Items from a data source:
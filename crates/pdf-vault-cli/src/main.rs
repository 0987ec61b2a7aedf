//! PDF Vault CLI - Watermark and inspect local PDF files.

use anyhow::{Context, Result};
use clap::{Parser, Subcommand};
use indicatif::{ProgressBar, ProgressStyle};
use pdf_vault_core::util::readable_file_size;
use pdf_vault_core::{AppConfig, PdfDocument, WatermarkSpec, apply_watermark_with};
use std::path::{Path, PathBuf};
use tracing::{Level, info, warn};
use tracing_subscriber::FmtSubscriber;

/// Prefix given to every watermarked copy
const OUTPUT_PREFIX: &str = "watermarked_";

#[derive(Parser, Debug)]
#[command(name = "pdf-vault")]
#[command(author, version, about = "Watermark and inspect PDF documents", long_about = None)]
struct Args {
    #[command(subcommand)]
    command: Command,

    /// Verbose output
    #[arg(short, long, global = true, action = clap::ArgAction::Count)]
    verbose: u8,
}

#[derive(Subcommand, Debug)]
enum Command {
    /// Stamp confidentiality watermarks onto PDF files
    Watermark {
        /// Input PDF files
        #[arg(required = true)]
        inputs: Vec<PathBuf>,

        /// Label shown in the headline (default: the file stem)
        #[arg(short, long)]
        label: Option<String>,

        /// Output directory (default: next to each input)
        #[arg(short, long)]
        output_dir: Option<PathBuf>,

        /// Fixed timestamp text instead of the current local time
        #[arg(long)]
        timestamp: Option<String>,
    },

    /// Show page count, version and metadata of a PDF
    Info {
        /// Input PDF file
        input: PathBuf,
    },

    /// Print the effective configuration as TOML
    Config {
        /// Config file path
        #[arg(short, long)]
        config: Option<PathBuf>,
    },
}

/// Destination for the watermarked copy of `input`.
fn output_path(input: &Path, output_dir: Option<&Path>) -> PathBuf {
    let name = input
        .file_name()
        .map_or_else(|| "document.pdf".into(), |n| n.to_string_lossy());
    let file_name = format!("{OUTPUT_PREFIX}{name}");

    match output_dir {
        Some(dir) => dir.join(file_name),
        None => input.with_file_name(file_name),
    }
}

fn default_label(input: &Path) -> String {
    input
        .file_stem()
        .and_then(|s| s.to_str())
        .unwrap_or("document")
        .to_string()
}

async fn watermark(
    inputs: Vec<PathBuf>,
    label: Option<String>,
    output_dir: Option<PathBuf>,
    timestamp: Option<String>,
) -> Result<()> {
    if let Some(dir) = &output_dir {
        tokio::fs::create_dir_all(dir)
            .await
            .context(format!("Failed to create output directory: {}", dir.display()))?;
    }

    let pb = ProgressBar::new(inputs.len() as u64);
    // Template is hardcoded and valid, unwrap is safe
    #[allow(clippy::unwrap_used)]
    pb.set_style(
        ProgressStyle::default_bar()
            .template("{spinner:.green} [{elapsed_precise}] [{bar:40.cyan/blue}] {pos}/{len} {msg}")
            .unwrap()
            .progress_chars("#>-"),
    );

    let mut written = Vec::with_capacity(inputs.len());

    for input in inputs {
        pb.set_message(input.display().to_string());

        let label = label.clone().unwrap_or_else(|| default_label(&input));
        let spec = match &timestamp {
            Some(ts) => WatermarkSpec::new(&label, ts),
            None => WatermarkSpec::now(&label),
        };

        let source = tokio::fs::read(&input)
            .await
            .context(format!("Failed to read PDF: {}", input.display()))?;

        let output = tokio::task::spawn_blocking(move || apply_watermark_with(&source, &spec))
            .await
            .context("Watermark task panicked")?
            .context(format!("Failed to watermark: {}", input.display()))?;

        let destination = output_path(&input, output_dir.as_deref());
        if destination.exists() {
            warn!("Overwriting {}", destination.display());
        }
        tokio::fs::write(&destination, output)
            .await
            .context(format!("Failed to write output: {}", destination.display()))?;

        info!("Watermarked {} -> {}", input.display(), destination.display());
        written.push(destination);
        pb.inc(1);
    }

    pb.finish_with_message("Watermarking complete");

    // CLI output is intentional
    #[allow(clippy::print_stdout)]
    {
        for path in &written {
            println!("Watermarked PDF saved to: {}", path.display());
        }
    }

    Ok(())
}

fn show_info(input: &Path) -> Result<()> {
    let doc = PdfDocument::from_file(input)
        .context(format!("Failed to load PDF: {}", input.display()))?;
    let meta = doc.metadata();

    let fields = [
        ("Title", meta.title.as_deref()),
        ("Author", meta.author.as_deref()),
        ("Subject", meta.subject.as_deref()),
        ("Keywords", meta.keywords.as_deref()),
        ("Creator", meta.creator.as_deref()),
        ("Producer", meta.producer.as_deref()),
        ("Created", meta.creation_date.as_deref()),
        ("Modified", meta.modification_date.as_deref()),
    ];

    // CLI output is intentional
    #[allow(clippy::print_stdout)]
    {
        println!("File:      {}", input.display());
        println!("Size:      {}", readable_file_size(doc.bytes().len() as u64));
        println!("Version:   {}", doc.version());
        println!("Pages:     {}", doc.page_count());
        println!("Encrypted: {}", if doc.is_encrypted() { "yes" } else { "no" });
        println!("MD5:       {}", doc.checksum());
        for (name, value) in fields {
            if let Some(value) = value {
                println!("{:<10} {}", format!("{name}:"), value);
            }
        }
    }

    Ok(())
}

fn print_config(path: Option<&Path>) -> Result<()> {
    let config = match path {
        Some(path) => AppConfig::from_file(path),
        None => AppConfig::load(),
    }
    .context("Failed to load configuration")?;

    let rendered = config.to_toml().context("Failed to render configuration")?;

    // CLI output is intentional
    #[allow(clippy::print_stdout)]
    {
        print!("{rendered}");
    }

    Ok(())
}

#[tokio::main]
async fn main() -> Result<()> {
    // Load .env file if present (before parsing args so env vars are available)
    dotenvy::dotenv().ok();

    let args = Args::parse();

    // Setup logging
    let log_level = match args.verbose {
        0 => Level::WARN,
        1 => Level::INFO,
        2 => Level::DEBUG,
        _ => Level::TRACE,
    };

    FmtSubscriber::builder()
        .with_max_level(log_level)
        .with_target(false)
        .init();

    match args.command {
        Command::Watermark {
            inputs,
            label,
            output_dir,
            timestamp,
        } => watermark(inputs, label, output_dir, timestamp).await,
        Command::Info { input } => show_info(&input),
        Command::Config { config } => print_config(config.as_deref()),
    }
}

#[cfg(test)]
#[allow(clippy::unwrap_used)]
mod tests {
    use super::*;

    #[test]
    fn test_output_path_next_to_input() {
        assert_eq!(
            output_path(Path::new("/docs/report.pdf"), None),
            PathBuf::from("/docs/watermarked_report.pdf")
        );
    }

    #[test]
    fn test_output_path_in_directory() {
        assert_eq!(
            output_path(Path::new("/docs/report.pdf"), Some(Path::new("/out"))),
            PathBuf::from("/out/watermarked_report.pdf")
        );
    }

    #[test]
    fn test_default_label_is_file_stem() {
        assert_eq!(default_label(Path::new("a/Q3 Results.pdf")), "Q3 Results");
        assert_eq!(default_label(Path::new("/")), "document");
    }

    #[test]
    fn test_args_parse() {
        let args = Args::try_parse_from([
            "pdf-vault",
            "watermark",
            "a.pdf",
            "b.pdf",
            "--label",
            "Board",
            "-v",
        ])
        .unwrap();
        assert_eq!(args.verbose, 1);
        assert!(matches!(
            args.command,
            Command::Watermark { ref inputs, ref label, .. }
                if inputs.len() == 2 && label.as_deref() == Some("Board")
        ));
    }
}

● **Your task**: Go through the entries above and report every line in which the word "local" appears.

● **Completed exercise**:
//! PDF Vault CLI - Watermark and inspect local PDF files.
        /// Fixed timestamp text instead of the current local time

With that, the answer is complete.